Adam: Because when a class is defined by a set of comforts rather than an inherently antagonistic relationship between two mutually exclusive classes, it takes all the teeth out of politics. Because then we’re sort of tweaking capitalism. We’re not really talking about two forces combating each other. So the manager at Home Depot, who makes $60,000 a year and a wage worker at Home Depot makes $35,000 a year, even though the relationship is necessarily adversarial, one controls the schedule, one can fire and hire, one can sexually harass them. The other cannot do any of these things. The other is subject to the whims of the manager with very little rights and no union representation, that those two people, those are both middle class. They’re in the same class of people when they’re absolutely not in the same class. They have wildly different relationships with capital, but middle class creates a world where they’re all just buddies and they’re gonna go watch the football game afterwards, which is again, I think the sort of broader ideological project behind that. It’s a flattening of differences in the Marxist sense of class, which I think is not perfect, but it’s a pretty good approximation of what real class is.

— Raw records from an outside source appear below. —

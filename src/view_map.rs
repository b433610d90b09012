// SPDX-License-Identifier: AGPL-3.0-or-later
// Copyright (c) 2025 lacklustr@protonmail.com https://github.com/eadf
// This file is part of the viewmap crate.

//! The view map: arena storage for SVertices, FEdges, ViewVertices, ViewEdges and ViewShapes.
//!
//! All entities are owned by [`ViewMap`] and referenced through typed index handles. The
//! ownership relations of the graph (a shape owns its view edges, a view edge owns its FEdges)
//! are recorded as handle lists. A `ViewMap` is only ever produced by [`ViewMapBuilder::build`],
//! which validates the graph, and it offers no mutation afterwards.

mod builder;
#[cfg(test)]
pub(crate) mod fixtures;
mod impls;

pub use builder::ViewMapBuilder;

use crate::{
    ViewMapError,
    id::Id,
    nature::Nature,
    utils::push_unique,
    view_vertex::{DirectedViewEdge, TVertex, ViewVertex},
};
use itertools::{Either, Itertools};
use rustc_hash::FxHashSet;
use smallvec::SmallVec;
use vector_traits::glam::DVec3;

macro_rules! define_handle {
    ($(#[$meta:meta])* $name:ident) => {
        $(#[$meta])*
        #[derive(Clone, Copy, Debug, PartialEq, Eq, PartialOrd, Ord, Hash)]
        pub struct $name(u32);

        impl $name {
            #[inline(always)]
            pub fn new(index: usize) -> Self {
                Self(index as u32)
            }

            #[inline(always)]
            pub fn index(self) -> usize {
                self.0 as usize
            }
        }
    };
}

define_handle!(
    /// Handle of an [`SVertex`] inside a [`ViewMap`]
    SVertexId
);
define_handle!(
    /// Handle of an [`FEdge`] inside a [`ViewMap`]
    FEdgeId
);
define_handle!(
    /// Handle of a [`ViewVertex`] inside a [`ViewMap`]
    ViewVertexId
);
define_handle!(
    /// Handle of a [`ViewEdge`] inside a [`ViewMap`]
    ViewEdgeId
);
define_handle!(
    /// Handle of a [`ViewShape`] inside a [`ViewMap`]
    ViewShapeId
);

/// A sampled 3D point with its 2D projection.
///
/// `point_2d` holds the projected x and y, the z component is the projected depth.
#[derive(Clone, Debug, PartialEq)]
pub struct SVertex {
    pub(crate) id: Id,
    pub(crate) point_3d: DVec3,
    pub(crate) point_2d: DVec3,
    pub(crate) fedges: SmallVec<[FEdgeId; 2]>,
}

impl SVertex {
    #[inline(always)]
    pub fn id(&self) -> Id {
        self.id
    }

    #[inline(always)]
    pub fn point_3d(&self) -> DVec3 {
        self.point_3d
    }

    #[inline(always)]
    pub fn point_2d(&self) -> DVec3 {
        self.point_2d
    }

    /// The FEdges terminated by this vertex
    pub fn fedges(&self) -> &[FEdgeId] {
        &self.fedges
    }
}

/// A feature edge segment between two SVertices.
#[derive(Clone, Debug, PartialEq)]
pub struct FEdge {
    pub(crate) id: Id,
    pub(crate) vertex_a: SVertexId,
    pub(crate) vertex_b: SVertexId,
    pub(crate) view_edge: ViewEdgeId,
    pub(crate) next_edge: Option<FEdgeId>,
    pub(crate) previous_edge: Option<FEdgeId>,
    pub(crate) nature: Nature,
    pub(crate) occluders: Vec<ViewShapeId>,
}

impl FEdge {
    #[inline(always)]
    pub fn id(&self) -> Id {
        self.id
    }

    #[inline(always)]
    pub fn vertex_a(&self) -> SVertexId {
        self.vertex_a
    }

    #[inline(always)]
    pub fn vertex_b(&self) -> SVertexId {
        self.vertex_b
    }

    /// The view edge this segment belongs to
    #[inline(always)]
    pub fn view_edge(&self) -> ViewEdgeId {
        self.view_edge
    }

    #[inline(always)]
    pub fn next_edge(&self) -> Option<FEdgeId> {
        self.next_edge
    }

    #[inline(always)]
    pub fn previous_edge(&self) -> Option<FEdgeId> {
        self.previous_edge
    }

    #[inline(always)]
    pub fn nature(&self) -> Nature {
        self.nature
    }

    /// The shapes occluding this segment, in the order the builder recorded them
    pub fn occluders(&self) -> &[ViewShapeId] {
        &self.occluders
    }
}

/// A maximal chain of FEdges between two view vertices.
#[derive(Clone, Debug, PartialEq)]
pub struct ViewEdge {
    pub(crate) id: Id,
    pub(crate) vertex_a: Option<ViewVertexId>,
    pub(crate) vertex_b: Option<ViewVertexId>,
    pub(crate) fedges: Vec<FEdgeId>,
    pub(crate) qi: u32,
    pub(crate) shape: ViewShapeId,
    pub(crate) occludee: Option<ViewShapeId>,
    pub(crate) nature: Nature,
}

impl ViewEdge {
    #[inline(always)]
    pub fn id(&self) -> Id {
        self.id
    }

    #[inline(always)]
    pub fn vertex_a(&self) -> Option<ViewVertexId> {
        self.vertex_a
    }

    #[inline(always)]
    pub fn vertex_b(&self) -> Option<ViewVertexId> {
        self.vertex_b
    }

    pub fn fedges(&self) -> &[FEdgeId] {
        &self.fedges
    }

    pub fn fedge_a(&self) -> Option<FEdgeId> {
        self.fedges.first().copied()
    }

    pub fn fedge_b(&self) -> Option<FEdgeId> {
        self.fedges.last().copied()
    }

    /// Quantitative invisibility: the number of surfaces hiding this edge
    #[inline(always)]
    pub fn qi(&self) -> u32 {
        self.qi
    }

    #[inline(always)]
    pub fn shape(&self) -> ViewShapeId {
        self.shape
    }

    /// The shape this edge lies on top of, if any
    #[inline(always)]
    pub fn occludee(&self) -> Option<ViewShapeId> {
        self.occludee
    }

    #[inline(always)]
    pub fn nature(&self) -> Nature {
        self.nature
    }
}

/// The view edges and vertices produced for one source object.
#[derive(Clone, Debug, PartialEq)]
pub struct ViewShape {
    pub(crate) id: Id,
    pub(crate) name: String,
    pub(crate) edges: Vec<ViewEdgeId>,
    pub(crate) vertices: Vec<ViewVertexId>,
}

impl ViewShape {
    #[inline(always)]
    pub fn id(&self) -> Id {
        self.id
    }

    pub fn name(&self) -> &str {
        &self.name
    }

    pub fn edges(&self) -> &[ViewEdgeId] {
        &self.edges
    }

    pub fn vertices(&self) -> &[ViewVertexId] {
        &self.vertices
    }
}

/// A validated, immutable view map.
#[derive(Clone, Debug, Default, PartialEq)]
pub struct ViewMap {
    pub(crate) shapes: Vec<ViewShape>,
    pub(crate) svertices: Vec<SVertex>,
    pub(crate) fedges: Vec<FEdge>,
    pub(crate) view_vertices: Vec<ViewVertex>,
    pub(crate) view_edges: Vec<ViewEdge>,
}

impl ViewMap {
    pub fn svertex(&self, id: SVertexId) -> Result<&SVertex, ViewMapError> {
        self.svertices
            .get(id.index())
            .ok_or_else(|| ViewMapError::InvalidHandle(format!("{id:?}")))
    }

    pub fn fedge(&self, id: FEdgeId) -> Result<&FEdge, ViewMapError> {
        self.fedges
            .get(id.index())
            .ok_or_else(|| ViewMapError::InvalidHandle(format!("{id:?}")))
    }

    pub fn view_vertex(&self, id: ViewVertexId) -> Result<&ViewVertex, ViewMapError> {
        self.view_vertices
            .get(id.index())
            .ok_or_else(|| ViewMapError::InvalidHandle(format!("{id:?}")))
    }

    /// Returns the view vertex as a [`TVertex`], or an `InvalidArgument` error if the vertex is a
    /// non-T vertex.
    pub fn tvertex(&self, id: ViewVertexId) -> Result<&TVertex, ViewMapError> {
        self.view_vertex(id)?.as_tvertex().ok_or_else(|| {
            ViewMapError::InvalidArgument(format!("{id:?} is not a TVertex"))
        })
    }

    pub fn view_edge(&self, id: ViewEdgeId) -> Result<&ViewEdge, ViewMapError> {
        self.view_edges
            .get(id.index())
            .ok_or_else(|| ViewMapError::InvalidHandle(format!("{id:?}")))
    }

    pub fn shape(&self, id: ViewShapeId) -> Result<&ViewShape, ViewMapError> {
        self.shapes
            .get(id.index())
            .ok_or_else(|| ViewMapError::InvalidHandle(format!("{id:?}")))
    }

    pub fn svertex_count(&self) -> usize {
        self.svertices.len()
    }

    pub fn fedge_count(&self) -> usize {
        self.fedges.len()
    }

    pub fn view_vertex_count(&self) -> usize {
        self.view_vertices.len()
    }

    pub fn view_edge_count(&self) -> usize {
        self.view_edges.len()
    }

    pub fn shape_count(&self) -> usize {
        self.shapes.len()
    }

    pub fn view_edges(&self) -> impl Iterator<Item = (ViewEdgeId, &ViewEdge)> {
        self.view_edges
            .iter()
            .enumerate()
            .map(|(i, e)| (ViewEdgeId::new(i), e))
    }

    pub fn view_vertices(&self) -> impl Iterator<Item = (ViewVertexId, &ViewVertex)> {
        self.view_vertices
            .iter()
            .enumerate()
            .map(|(i, v)| (ViewVertexId::new(i), v))
    }

    pub fn shapes(&self) -> impl Iterator<Item = (ViewShapeId, &ViewShape)> {
        self.shapes
            .iter()
            .enumerate()
            .map(|(i, s)| (ViewShapeId::new(i), s))
    }

    /// All the T-junctions of the map
    pub fn tvertices(&self) -> impl Iterator<Item = (ViewVertexId, &TVertex)> {
        self.view_vertices()
            .filter_map(|(i, v)| v.as_tvertex().map(|t| (i, t)))
    }

    /// The view edges meeting at `vertex`, see [`ViewVertex::incident_edges`]
    pub fn incident_edges(
        &self,
        vertex: ViewVertexId,
    ) -> Result<SmallVec<[DirectedViewEdge; 4]>, ViewMapError> {
        Ok(self.view_vertex(vertex)?.incident_edges())
    }

    /// The view edges owned by `shape`
    pub fn shape_edges(&self, shape: ViewShapeId) -> Result<&[ViewEdgeId], ViewMapError> {
        Ok(self.shape(shape)?.edges())
    }

    /// The SVertex sequence of a view edge, from `A` to `B`, both ends included.
    pub fn view_edge_vertices(&self, edge: ViewEdgeId) -> Result<Vec<SVertexId>, ViewMapError> {
        let view_edge = self.view_edge(edge)?;
        let mut rv = Vec::with_capacity(view_edge.fedges.len() + 1);
        if let Some(first) = view_edge.fedge_a() {
            rv.push(self.fedge(first)?.vertex_a);
        }
        for fedge in view_edge.fedges.iter() {
            rv.push(self.fedge(*fedge)?.vertex_b);
        }
        Ok(rv)
    }

    /// A view edge is closed when its last SVertex is its first one
    pub fn view_edge_is_closed(&self, edge: ViewEdgeId) -> Result<bool, ViewMapError> {
        let vertices = self.view_edge_vertices(edge)?;
        Ok(vertices.len() > 2 && vertices.first() == vertices.last())
    }

    /// Projected 2D length of a view edge
    pub fn view_edge_length_2d(&self, edge: ViewEdgeId) -> Result<f64, ViewMapError> {
        let mut length = 0.0;
        for (a, b) in self.view_edge_vertices(edge)?.into_iter().tuple_windows() {
            length += self
                .svertex(a)?
                .point_2d
                .truncate()
                .distance(self.svertex(b)?.point_2d.truncate());
        }
        Ok(length)
    }

    /// Appends the shapes occluding `edge` to `rv`, walking its FEdges from `A` to `B`, or from
    /// `B` to `A` unless `forward`. Shapes already in `seen` are skipped.
    pub(crate) fn extend_view_edge_occluders(
        &self,
        edge: ViewEdgeId,
        forward: bool,
        rv: &mut Vec<ViewShapeId>,
        seen: &mut FxHashSet<ViewShapeId>,
    ) -> Result<(), ViewMapError> {
        let fedges = self.view_edge(edge)?.fedges.iter();
        let ordered = if forward {
            Either::Left(fedges)
        } else {
            Either::Right(fedges.rev())
        };
        for fedge in ordered {
            for shape in self.fedge(*fedge)?.occluders.iter() {
                push_unique(rv, seen, *shape);
            }
        }
        Ok(())
    }
}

Nima: We are going to talk just a little bit about the origins of the term middle class. It may have first appeared in the 1740s in a James Bradshaw pamphlet called “A Scheme to prevent running Irish Wools to France.” So immediately having an economic interest of course. And so it contrasted the clothing and possessions of the lower, middle and richer classes. About a hundred years later though Marx and Engels in The Communist Manifesto discuss the disintegration of the quote “middle class” and its absorption into the lower classes — or of course as they use the term proletariat — as inherit members of that proletariat class. So this would happen, basically they wrote because as members of these so-called middle class became less valuable to capitalists, they would then move down, move downward clearly away from the bourgeoisie toward the proletariat, the workers. And so in The Communist Manifesto — it’s kind of a core tenet of Marxist theory — Marx and Engels wrote this quote:
“The lower strata of the middle class — the small tradespeople, shopkeepers, and retired tradesmen generally, the handicraftsmen and peasants — all these sink gradually into the proletariat, partly because their diminutive capital does not suffice for the scale on which Modern Industry is carried on, and is swamped in the competition with the large capitalists, partly because their specialised skill is rendered worthless by new methods of production. Thus the proletariat is recruited from all classes of the population.”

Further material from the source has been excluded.